WORK TASK: Where a line holds the word "IndexSet", copy it from the records.

EXTRACTED ENTRIES:

//! Connector handles drawn on link endpoints.

use cmap_core::geometry::Point;

use crate::{
    cell::PropertyCell,
    id::{ComponentId, End, LinkId, MarkerId, RelationId},
    scheduler::Scheduler,
};

#[derive(Debug, Clone, Copy, Default, PartialEq, Eq)]
pub enum MarkerState {
    Connected,
    #[default]
    Unconnected,
}

impl MarkerState {
    pub fn is_connected(self) -> bool {
        self == Self::Connected
    }
}

impl From<bool> for MarkerState {
    fn from(connected: bool) -> Self {
        if connected {
            Self::Connected
        } else {
            Self::Unconnected
        }
    }
}

/// A circular handle shown on one end of a link while it can be rewired.
///
/// The marker's position is owned by its
/// [`ConnectorRelation`](crate::relation::ConnectorRelation); the marker
/// itself never moves on its own.
#[derive(Debug, Clone)]
pub struct ConnectorMarker {
    id: MarkerId,
    link: LinkId,
    end: End,
    position: PropertyCell<Point>,
    state: PropertyCell<MarkerState>,
    radius: f32,
    pub(crate) relations: Vec<RelationId>,
}

impl ConnectorMarker {
    pub(crate) fn new(
        id: MarkerId,
        link: LinkId,
        end: End,
        position: Point,
        state: MarkerState,
        radius: f32,
    ) -> Self {
        Self {
            id,
            link,
            end,
            position: PropertyCell::new(position),
            state: PropertyCell::new(state),
            radius,
            relations: Vec::new(),
        }
    }

    pub fn id(&self) -> MarkerId {
        self.id
    }

    /// The link this marker belongs to.
    pub fn link(&self) -> LinkId {
        self.link
    }

    pub fn end(&self) -> End {
        self.end
    }

    pub fn position(&self) -> Point {
        *self.position.get()
    }

    pub fn state(&self) -> MarkerState {
        *self.state.get()
    }

    pub fn radius(&self) -> f32 {
        self.radius
    }

    pub fn contains(&self, point: Point) -> bool {
        self.position().distance(point) <= self.radius
    }

    pub fn relations(&self) -> &[RelationId] {
        &self.relations
    }

    pub(crate) fn set_position(&mut self, position: Point, scheduler: &mut Scheduler) -> bool {
        let owner = ComponentId::from(self.id);
        self.position.set(position, owner, scheduler)
    }

    pub(crate) fn set_state(&mut self, state: MarkerState, scheduler: &mut Scheduler) -> bool {
        let owner = ComponentId::from(self.id);
        self.state.set(state, owner, scheduler)
    }
}

#[cfg(test)]
mod tests {
    use super::*;

    #[test]
    fn test_contains_uses_radius() {
        let marker = ConnectorMarker::new(
            MarkerId::new(3),
            LinkId::new(2),
            End::Source,
            Point::new(10.0, 10.0),
            MarkerState::Unconnected,
            16.0,
        );
        assert!(marker.contains(Point::new(26.0, 10.0)));
        assert!(!marker.contains(Point::new(27.0, 10.0)));
    }

    #[test]
    fn test_state_from_bool() {
        assert_eq!(MarkerState::from(true), MarkerState::Connected);
        assert!(!MarkerState::from(false).is_connected());
    }
}
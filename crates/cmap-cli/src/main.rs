//! cmap CLI entry point.

use std::{process, str::FromStr};

use clap::Parser;
use log::{LevelFilter, debug, error, info};

use cmap_cli::{Args, error_adapter::to_reportables};

fn main() {
    miette::set_panic_hook();

    let args = Args::parse();

    let log_level = LevelFilter::from_str(&args.log_level).unwrap_or_else(|_| {
        eprintln!(
            "Invalid log level: {}. Using 'warn' instead.",
            args.log_level
        );
        LevelFilter::Warn
    });

    env_logger::Builder::from_env(env_logger::Env::default())
        .filter_level(log_level)
        .init();

    info!(log_level:?; "Starting cmap");
    debug!(args:?; "Parsed arguments");

    if let Err(err) = cmap_cli::run(&args) {
        let reporter = miette::GraphicalReportHandler::new();

        for reportable in to_reportables(&err) {
            let mut writer = String::new();
            reporter
                .render_report(&mut writer, &reportable)
                .expect("Writing to String buffer is infallible");

            error!("{writer}");
        }

        process::exit(1);
    }

    info!("Completed successfully");
}
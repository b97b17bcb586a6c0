//! The diagram orchestrator.
//!
//! [`Diagram`] owns every component and relation, keeps the render order and
//! drives the settle pass. Wiring operations (connect, disconnect, connector
//! markers) live in [`wiring`](self::wiring), pointer handling in
//! [`drag`](self::drag) and the attribute accessors in [`attrs`](self::attrs).

use indexmap::IndexSet;
use log::{debug, trace, warn};

use cmap_core::geometry::{Bounds, Point, Size};

use crate::{
    component::{
        ComponentView, Components, ConnectorMarker, Link, LinkAttrs, LinkGeometry, Shape,
        ShapeAttrs,
    },
    config::AppConfig,
    error::CmapError,
    id::{ComponentId, End, LinkId, MarkerId, RelationId, ShapeId},
    relation::{Relation, Relations},
    render::RenderSink,
    scheduler::{FrameClock, ManualClock, Scheduler, SettleReport},
};

mod attrs;
mod drag;
mod wiring;

pub use drag::DragState;

/// An interactive diagram of shapes and links.
///
/// Components are created detached with [`create_shape`](Self::create_shape)
/// or [`create_link`](Self::create_link) and enter the render order with
/// [`add`](Self::add). Mutations only record which components changed; call
/// [`settle`](Self::settle) once per frame to propagate them and redraw.
///
/// # Examples
///
/// ```
/// use cmap::{Diagram, End, component::{LinkAttrs, ShapeAttrs}, render::RecordingSink};
///
/// let mut diagram = Diagram::default();
/// let a = diagram.create_shape(ShapeAttrs::default().with_position(0.0, 0.0));
/// let b = diagram.create_shape(ShapeAttrs::default().with_position(200.0, 0.0));
/// let link = diagram.create_link(LinkAttrs::default());
/// for id in [a.into(), b.into(), link.into()] {
///     diagram.add(id)?;
/// }
///
/// diagram.connect(End::Source, a, link)?;
/// diagram.connect(End::Target, b, link)?;
/// diagram.settle(&mut RecordingSink::default());
///
/// assert_eq!(diagram.connected_shape(End::Target, link), Some(b));
/// # Ok::<(), cmap::CmapError>(())
/// ```
#[derive(Debug)]
pub struct Diagram {
    config: AppConfig,
    components: Components,
    relations: Relations,
    scheduler: Scheduler,
    render_order: IndexSet<ComponentId>,
    drag: DragState,
    selected_link: Option<LinkId>,
}

impl Default for Diagram {
    fn default() -> Self {
        Self::new(AppConfig::default())
    }
}
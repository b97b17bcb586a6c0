//! Keeps connector markers on their link endpoints.

use log::trace;

use crate::{
    component::{Components, MarkerState},
    id::{ComponentId, End, LinkId, MarkerId, RelationId},
    scheduler::Scheduler,
};

/// Binds one [`ConnectorMarker`](crate::component::ConnectorMarker) to one
/// end of a link. Exists only while the marker is shown.
#[derive(Debug, Clone)]
pub struct ConnectorRelation {
    id: RelationId,
    link: LinkId,
    end: End,
    marker: MarkerId,
}

impl ConnectorRelation {
    pub(crate) fn new(id: RelationId, link: LinkId, end: End, marker: MarkerId) -> Self {
        Self {
            id,
            link,
            end,
            marker,
        }
    }

    pub fn id(&self) -> RelationId {
        self.id
    }

    pub fn link(&self) -> LinkId {
        self.link
    }

    pub fn end(&self) -> End {
        self.end
    }

    pub fn marker(&self) -> MarkerId {
        self.marker
    }

    pub(crate) fn update(
        &self,
        changed: ComponentId,
        components: &mut Components,
        scheduler: &mut Scheduler,
    ) {
        if changed != ComponentId::Link(self.link) {
            return;
        }
        let Some(position) = components.link(self.link).map(|link| link.endpoint(self.end)) else {
            return;
        };
        if let Some(marker) = components.marker_mut(self.marker) {
            if marker.set_position(position, scheduler) {
                trace!(marker:% = self.marker, position:?; "Moved connector marker");
            }
        }
    }

    pub(crate) fn set_connected(
        &self,
        connected: bool,
        components: &mut Components,
        scheduler: &mut Scheduler,
    ) {
        if let Some(marker) = components.marker_mut(self.marker) {
            marker.set_state(MarkerState::from(connected), scheduler);
        }
    }
}
//! Relations between components.
//!
//! A relation is registered on every component it depends on. When one of
//! those components is resolved during a settle pass, the relation is told
//! which component changed and rewrites the derived geometry it owns.
//!
//! - [`Connection`] binds the endpoints of a link to up to two shapes.
//! - [`ConnectorRelation`] keeps a connector marker on its link endpoint.

use std::collections::HashMap;

use crate::{
    component::Components,
    id::{ComponentId, RelationId},
    scheduler::Scheduler,
};

mod connection;
mod connector;

pub use connection::{Connection, anchored_geometry, rotated_midpoint};
pub use connector::ConnectorRelation;

#[derive(Debug, Clone)]
pub enum Relation {
    Connection(Connection),
    Connector(ConnectorRelation),
}

impl Relation {
    pub fn id(&self) -> RelationId {
        match self {
            Self::Connection(connection) => connection.id(),
            Self::Connector(connector) => connector.id(),
        }
    }

    /// Reacts to `changed` having been resolved in the running settle pass.
    pub(crate) fn update(
        &mut self,
        changed: ComponentId,
        components: &mut Components,
        scheduler: &mut Scheduler,
    ) {
        match self {
            Self::Connection(connection) => connection.update(changed, components, scheduler),
            Self::Connector(connector) => connector.update(changed, components, scheduler),
        }
    }

    pub fn as_connection(&self) -> Option<&Connection> {
        match self {
            Self::Connection(connection) => Some(connection),
            Self::Connector(_) => None,
        }
    }

    pub fn as_connector(&self) -> Option<&ConnectorRelation> {
        match self {
            Self::Connector(connector) => Some(connector),
            Self::Connection(_) => None,
        }
    }

    pub(crate) fn as_connection_mut(&mut self) -> Option<&mut Connection> {
        match self {
            Self::Connection(connection) => Some(connection),
            Self::Connector(_) => None,
        }
    }
}

/// Table of live relations.
#[derive(Debug, Default)]
pub(crate) struct Relations {
    relations: HashMap<RelationId, Relation>,
    next_id: u32,
}

impl Relations {
    pub(crate) fn next_id(&mut self) -> RelationId {
        self.next_id += 1;
        RelationId::new(self.next_id)
    }

    pub(crate) fn insert(&mut self, relation: Relation) {
        self.relations.insert(relation.id(), relation);
    }

    pub(crate) fn get(&self, id: RelationId) -> Option<&Relation> {
        self.relations.get(&id)
    }

    pub(crate) fn get_mut(&mut self, id: RelationId) -> Option<&mut Relation> {
        self.relations.get_mut(&id)
    }

    pub(crate) fn connection(&self, id: RelationId) -> Option<&Connection> {
        self.get(id).and_then(Relation::as_connection)
    }

    pub(crate) fn connection_mut(&mut self, id: RelationId) -> Option<&mut Connection> {
        self.get_mut(id).and_then(Relation::as_connection_mut)
    }

    pub(crate) fn remove(&mut self, id: RelationId) -> Option<Relation> {
        self.relations.remove(&id)
    }

    /// Drops every pending one-shot update suppression.
    pub(crate) fn clear_suppressions(&mut self) {
        for relation in self.relations.values_mut() {
            if let Relation::Connection(connection) = relation {
                connection.clear_suppression();
            }
        }
    }
}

RESPONSE AREA:
use indexmap::IndexSet;
    render_order: IndexSet<ComponentId>,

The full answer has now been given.